→ **What you should do**:
Take every line from the data that has the word "ObjectStoreError" in it.

##### Records for the exercise

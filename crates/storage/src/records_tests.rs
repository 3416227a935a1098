// SPDX-License-Identifier: BUSL-1.1
// Copyright (c) 2026 Alfred Jean LLC

use super::*;

#[test]
fn worker_state_record_round_trips() {
    let record = WorkerStateRecord::new(WorkerId::new("wrk-1"));
    let json = serde_json::to_string(&record).expect("serialize");
    let back: WorkerStateRecord = serde_json::from_str(&json).expect("deserialize");
    assert_eq!(record, back);
}

#[test]
fn dependencies_state_record_defaults_empty() {
    let record = DependenciesStateRecord::default();
    assert!(record.entries.is_empty());
}

#[test]
fn images_state_record_round_trips_with_entries() {
    let mut record = ImagesStateRecord { schema_version: ImagesStateRecord::SCHEMA_VERSION, entries: Vec::new() };
    record.entries.push(CacheEntry::new_downloading("ubuntu:22.04".to_string(), 100));
    let json = serde_json::to_string(&record).expect("serialize");
    let back: ImagesStateRecord = serde_json::from_str(&json).expect("deserialize");
    assert_eq!(back.entries.len(), 1);
    assert_eq!(back.entries[0].identifier, "ubuntu:22.04");
}

#[test]
fn run_state_record_keys_by_bundle_id() {
    use cw_core::{Bundle, BundleState, ResourceRequest};
    use std::path::PathBuf;

    let bundle = Bundle {
        id: BundleId::from_string("bun-1"),
        command: "echo hi".to_string(),
        docker_image: "ubuntu:22.04".to_string(),
        resources: ResourceRequest::none(),
        dependencies: Vec::new(),
        state: BundleState::Starting,
    };
    let mut record = RunStateRecord { schema_version: RunStateRecord::SCHEMA_VERSION, runs: HashMap::new() };
    record.runs.insert(bundle.id.clone(), RunState::new(bundle, PathBuf::from("/work/bun-1")));

    let json = serde_json::to_string(&record).expect("serialize");
    let back: RunStateRecord = serde_json::from_str(&json).expect("deserialize");
    assert!(back.runs.contains_key(&BundleId::from_string("bun-1")));
}
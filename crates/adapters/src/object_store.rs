// SPDX-License-Identifier: BUSL-1.1
// Copyright (c) 2026 Alfred Jean LLC

//! `ObjectStore`: the narrow seam across which the worker reads and writes
//! bundle contents, keeping blob-storage specifics (filesystem vs. the
//! bundle service's HTTP blob API) out of the cache/run machinery.

use async_trait::async_trait;
use bytes::Bytes;
use futures_util::stream::BoxStream;

use crate::error::ObjectStoreError;

#[derive(Debug, Clone, Copy, PartialEq, Eq)]
pub struct ObjectStat {
    pub size_bytes: u64,
    pub is_directory: bool,
}

/// Byte-stream storage backend for dependency/run contents.
///
/// One implementation talks directly to a shared filesystem
/// (`shared_file_system = true`, grounded in
/// `codalabworker/local_run_manager.py`'s direct-mount path); another goes
/// through the bundle service's HTTP blob endpoints (§6) for workers that
/// don't share storage with the server.
#[async_trait]
pub trait ObjectStore: Send + Sync {
    async fn stat(&self, path: &str) -> Result<ObjectStat, ObjectStoreError>;

    async fn get_stream(
        &self,
        path: &str,
    ) -> Result<BoxStream<'static, Result<Bytes, ObjectStoreError>>, ObjectStoreError>;

    async fn put_stream(
        &self,
        path: &str,
        stream: BoxStream<'static, Result<Bytes, ObjectStoreError>>,
    ) -> Result<(), ObjectStoreError>;

    async fn delete(&self, path: &str) -> Result<(), ObjectStoreError>;
}
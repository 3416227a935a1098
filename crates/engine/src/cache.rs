// SPDX-License-Identifier: BUSL-1.1
// Copyright (c) 2026 Alfred Jean LLC

//! Generic mutual-exclusion-per-key cache shared by `DependencyCache` and
//! `ImageCache`.
//!
//! Grounded in `codalabworker/local_run/docker_image_manager.py`'s
//! `DockerImageManager` (transition-then-cleanup background loop, quota
//! eviction favoring failed entries before ready ones, both LRU) and
//! `dependency_manager.py` (mutual exclusion of concurrent fetches for
//! the same key via the entry's `downloading` stage). The two managers'
//! nearly-identical shapes are collapsed here into one generic type,
//! parameterized by key and specialized by `dependency_cache`/`image_cache`.

use cw_core::{BundleId, CacheEntry, CacheStage};
use cw_storage::{CommitError, StateCommitter, Versioned};
use parking_lot::Mutex;
use serde::{de::DeserializeOwned, Serialize};
use std::hash::Hash;
use std::time::{Duration, SystemTime, UNIX_EPOCH};
use thiserror::Error;
use tokio::task::JoinHandle;
use tracing::{debug, warn};

use crate::thread_dict::ThreadDict;

#[derive(Debug, Error)]
pub enum CacheError {
    #[error(transparent)]
    Commit(#[from] CommitError),
}

/// Quota and retention knobs (SPEC_FULL §4.3).
#[derive(Debug, Clone, Copy)]
pub struct CacheConfig {
    pub quota_bytes: u64,
    pub failed_ttl: Duration,
}

impl Default for CacheConfig {
    fn default() -> Self {
        Self { quota_bytes: u64::MAX, failed_ttl: Duration::from_secs(60) }
    }
}

fn now_ms() -> u64 {
    SystemTime::now().duration_since(UNIX_EPOCH).map(|d| d.as_millis() as u64).unwrap_or(0)
}

/// A fetch task's outcome: final size and (for directory dependencies) the
/// local path it materialized under `work_dir`. `message` becomes the
/// entry's `status_message` on success too, not just on failure — the
/// image cache uses it to report the resolved digest back to callers.
pub struct FetchOutcome {
    pub size_bytes: u64,
    pub local_path: Option<std::path::PathBuf>,
    pub message: Option<String>,
}

pub type FetchResult = Result<FetchOutcome, String>;

/// Generic cache of `CacheEntry<K>`, backed by a `StateCommitter` and a
/// `ThreadDict` of in-flight fetch tasks.
///
/// `K` identifies a cached artifact (a `DependencyKey` or an image
/// digest `String`). Callers supply the fetch closure per call to
/// `acquire`, matching the spec's "download task contract" rather than
/// baking object-store access into this generic type.
pub struct Cache<K, R> {
    entries: Mutex<Vec<CacheEntry<K>>>,
    downloads: Mutex<ThreadDict<K, FetchResult>>,
    committer: StateCommitter<R>,
    config: CacheConfig,
}

impl<K, R> Cache<K, R>
where
    K: Eq + Hash + Clone + Send + 'static,
    R: Versioned + Clone + Serialize + DeserializeOwned + From<Vec<CacheEntry<K>>>,
{
    pub fn new(committer: StateCommitter<R>, initial: Vec<CacheEntry<K>>, config: CacheConfig) -> Self {
        Self {
            entries: Mutex::new(initial),
            downloads: Mutex::new(ThreadDict::new()),
            committer,
            config,
        }
    }

    pub fn has(&self, key: &K) -> bool {
        self.entries.lock().iter().any(|e| &e.identifier == key)
    }

    /// Snapshot for worker check-in: identifiers, sizes, stages.
    pub fn all(&self) -> Vec<CacheEntry<K>> {
        self.entries.lock().clone()
    }

    /// Idempotently register `dependent` against `key`. If absent, create
    /// a `Downloading` entry and spawn `fetch` in the background. Never
    /// blocks. `fetch` receives nothing beyond what the caller closes
    /// over; its outcome becomes the entry's terminal stage.
    pub fn acquire<F>(&self, dependent: BundleId, key: K, fetch: F) -> CacheEntry<K>
    where
        F: FnOnce() -> JoinHandle<FetchResult>,
    {
        let mut entries = self.entries.lock();
        if let Some(entry) = entries.iter_mut().find(|e| e.identifier == key) {
            entry.dependents.insert(dependent);
            entry.last_used_ms = now_ms();
            return entry.clone();
        }

        let mut entry = CacheEntry::new_downloading(key.clone(), now_ms());
        entry.dependents.insert(dependent);
        entries.push(entry.clone());
        drop(entries);

        let handle = fetch();
        self.downloads.lock().insert(key, handle, ());
        entry
    }

    /// Remove `dependent` from `key`'s dependent set. If the entry is
    /// still downloading and becomes dependent-less, mark it killed so
    /// the fetch task's cooperative-cancel check aborts it.
    pub fn release(&self, dependent: &BundleId, key: &K) {
        let mut entries = self.entries.lock();
        if let Some(entry) = entries.iter_mut().find(|e| &e.identifier == key) {
            entry.dependents.remove(dependent);
            if entry.stage == CacheStage::Downloading && entry.dependents.is_empty() {
                entry.killed = true;
            }
        }
    }

    /// One pass of the background maintenance loop (SPEC_FULL §4.3
    /// points 1-4). Callers drive this on a periodic tick.
    pub async fn tick(&self) {
        self.transition_finished_downloads().await;
        self.expire_failed();
        self.evict();
        if let Err(err) = self.persist() {
            warn!(error = %err, "cache state commit failed");
        }
    }

    async fn transition_finished_downloads(&self) {
        let finished: Vec<K> = {
            let downloads = self.downloads.lock();
            downloads.keys().filter(|k| downloads.get(k).map(|e| e.is_finished()).unwrap_or(false)).cloned().collect()
        };

        for key in finished {
            let entry = self.downloads.lock().take(&key);
            let Some(entry) = entry else { continue };
            let outcome: FetchResult = match entry.into_handle().await {
                Ok(result) => result,
                Err(join_err) => Err(join_err.to_string()),
            };

            let mut entries = self.entries.lock();
            let Some(slot) = entries.iter_mut().find(|e| e.identifier == key) else { continue };
            let was_killed = slot.killed;
            if was_killed {
                let key_clone = key.clone();
                drop(slot);
                entries.retain(|e| e.identifier != key_clone);
                continue;
            }
            match outcome {
                Ok(FetchOutcome { size_bytes, local_path, message }) => {
                    slot.stage = CacheStage::Ready;
                    slot.size_bytes = size_bytes;
                    slot.local_path = local_path;
                    slot.status_message = message.unwrap_or_default();
                }
                Err(message) => {
                    slot.stage = CacheStage::Failed;
                    slot.status_message = message;
                }
            }
        }
    }

    fn expire_failed(&self) {
        let ttl = self.config.failed_ttl;
        let now = now_ms();
        let mut entries = self.entries.lock();
        entries.retain(|e| {
            if e.stage != CacheStage::Failed {
                return true;
            }
            Duration::from_millis(now.saturating_sub(e.last_used_ms)) <= ttl
        });
    }

    fn evict(&self) {
        loop {
            let mut entries = self.entries.lock();
            let total: u64 = entries.iter().map(|e| e.size_bytes).sum();
            if total <= self.config.quota_bytes {
                return;
            }
            let victim_index = entries
                .iter()
                .enumerate()
                .filter(|(_, e)| e.stage == CacheStage::Failed)
                .min_by_key(|(_, e)| e.last_used_ms)
                .map(|(i, _)| i)
                .or_else(|| {
                    entries
                        .iter()
                        .enumerate()
                        .filter(|(_, e)| e.is_evictable())
                        .min_by_key(|(_, e)| e.last_used_ms)
                        .map(|(i, _)| i)
                });
            match victim_index {
                Some(idx) => {
                    entries.remove(idx);
                }
                None => {
                    debug!("cache over quota but nothing evictable; waiting for active runs");
                    return;
                }
            }
        }
    }

    fn persist(&self) -> Result<(), CommitError> {
        let snapshot = self.entries.lock().clone();
        self.committer.commit(&R::from(snapshot))
    }
}

#[cfg(test)]
#[path = "cache_tests.rs"]
mod tests;
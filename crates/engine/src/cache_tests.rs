// SPDX-License-Identifier: BUSL-1.1
// Copyright (c) 2026 Alfred Jean LLC

use super::*;
use cw_core::BundleId;
use serde::{Deserialize, Serialize};
use tempfile::tempdir;

#[derive(Debug, Clone, Default, Serialize, Deserialize)]
struct TestRecord {
    schema_version: u32,
    entries: Vec<CacheEntry<String>>,
}

impl Versioned for TestRecord {
    const SCHEMA_VERSION: u32 = 1;
    fn schema_version(&self) -> u32 {
        self.schema_version
    }
}

impl From<Vec<CacheEntry<String>>> for TestRecord {
    fn from(entries: Vec<CacheEntry<String>>) -> Self {
        Self { schema_version: TestRecord::SCHEMA_VERSION, entries }
    }
}

fn cache(dir: &tempfile::TempDir, config: CacheConfig) -> Cache<String, TestRecord> {
    let committer = StateCommitter::new(dir.path().join("state.json"));
    Cache::new(committer, Vec::new(), config)
}

#[tokio::test]
async fn acquire_creates_downloading_entry_and_spawns_fetch() {
    let dir = tempdir().expect("tmpdir");
    let cache = cache(&dir, CacheConfig::default());
    let bundle = BundleId::from_string("bun-1");
    let entry = cache.acquire(bundle, "key-a".to_string(), || {
        tokio::spawn(async { Ok(FetchOutcome { size_bytes: 10, local_path: None, message: None }) })
    });
    assert_eq!(entry.stage, CacheStage::Downloading);
    assert!(cache.has(&"key-a".to_string()));
}

#[tokio::test]
async fn second_acquire_for_same_key_does_not_spawn_again() {
    let dir = tempdir().expect("tmpdir");
    let cache = cache(&dir, CacheConfig::default());
    let a = BundleId::from_string("bun-a");
    let b = BundleId::from_string("bun-b");
    cache.acquire(a, "key-a".to_string(), || tokio::spawn(async { Ok(FetchOutcome { size_bytes: 1, local_path: None, message: None }) }));
    let entry = cache.acquire(b.clone(), "key-a".to_string(), || {
        panic!("should not be called for an already-tracked key")
    });
    assert!(entry.dependents.contains(&b));
}

#[tokio::test]
async fn tick_transitions_successful_download_to_ready() {
    let dir = tempdir().expect("tmpdir");
    let cache = cache(&dir, CacheConfig::default());
    let bundle = BundleId::from_string("bun-1");
    cache.acquire(bundle, "key-a".to_string(), || {
        tokio::spawn(async { Ok(FetchOutcome { size_bytes: 42, local_path: None, message: None }) })
    });
    tokio::time::sleep(std::time::Duration::from_millis(10)).await;
    cache.tick().await;
    let entries = cache.all();
    assert_eq!(entries[0].stage, CacheStage::Ready);
    assert_eq!(entries[0].size_bytes, 42);
}

#[tokio::test]
async fn tick_transitions_failed_download_to_failed() {
    let dir = tempdir().expect("tmpdir");
    let cache = cache(&dir, CacheConfig::default());
    let bundle = BundleId::from_string("bun-1");
    cache.acquire(bundle, "key-a".to_string(), || tokio::spawn(async { Err("fetch exploded".to_string()) }));
    tokio::time::sleep(std::time::Duration::from_millis(10)).await;
    cache.tick().await;
    let entries = cache.all();
    assert_eq!(entries[0].stage, CacheStage::Failed);
    assert_eq!(entries[0].status_message, "fetch exploded");
}

#[tokio::test]
async fn release_marks_abandoned_download_killed() {
    let dir = tempdir().expect("tmpdir");
    let cache = cache(&dir, CacheConfig::default());
    let bundle = BundleId::from_string("bun-1");
    cache.acquire(bundle.clone(), "key-a".to_string(), || {
        tokio::spawn(async {
            tokio::time::sleep(std::time::Duration::from_secs(3600)).await;
            Ok(FetchOutcome { size_bytes: 1, local_path: None, message: None })
        })
    });
    cache.release(&bundle, &"key-a".to_string());
    let entries = cache.all();
    assert!(entries[0].killed);
}

#[tokio::test]
async fn evict_never_touches_entries_with_dependents() {
    let dir = tempdir().expect("tmpdir");
    let config = CacheConfig { quota_bytes: 1, failed_ttl: Duration::from_secs(60) };
    let cache = cache(&dir, config);
    let bundle = BundleId::from_string("bun-1");
    cache.acquire(bundle.clone(), "key-a".to_string(), || {
        tokio::spawn(async { Ok(FetchOutcome { size_bytes: 100, local_path: None, message: None }) })
    });
    tokio::time::sleep(std::time::Duration::from_millis(10)).await;
    cache.tick().await;
    // key-a has a dependent (bun-1) and is over quota; must survive eviction.
    assert!(cache.has(&"key-a".to_string()));
}

#[tokio::test]
async fn evict_removes_lru_ready_entry_without_dependents() {
    let dir = tempdir().expect("tmpdir");
    let config = CacheConfig { quota_bytes: 1, failed_ttl: Duration::from_secs(60) };
    let cache = cache(&dir, config);
    let bundle = BundleId::from_string("bun-1");
    cache.acquire(bundle.clone(), "key-a".to_string(), || {
        tokio::spawn(async { Ok(FetchOutcome { size_bytes: 100, local_path: None, message: None }) })
    });
    tokio::time::sleep(std::time::Duration::from_millis(10)).await;
    cache.tick().await;
    cache.release(&bundle, &"key-a".to_string());
    cache.tick().await;
    assert!(!cache.has(&"key-a".to_string()));
}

##########

→ **Response to the exercise**:
use crate::error::ObjectStoreError;
    async fn stat(&self, path: &str) -> Result<ObjectStat, ObjectStoreError>;
    ) -> Result<BoxStream<'static, Result<Bytes, ObjectStoreError>>, ObjectStoreError>;
        stream: BoxStream<'static, Result<Bytes, ObjectStoreError>>,
    ) -> Result<(), ObjectStoreError>;
    async fn delete(&self, path: &str) -> Result<(), ObjectStoreError>;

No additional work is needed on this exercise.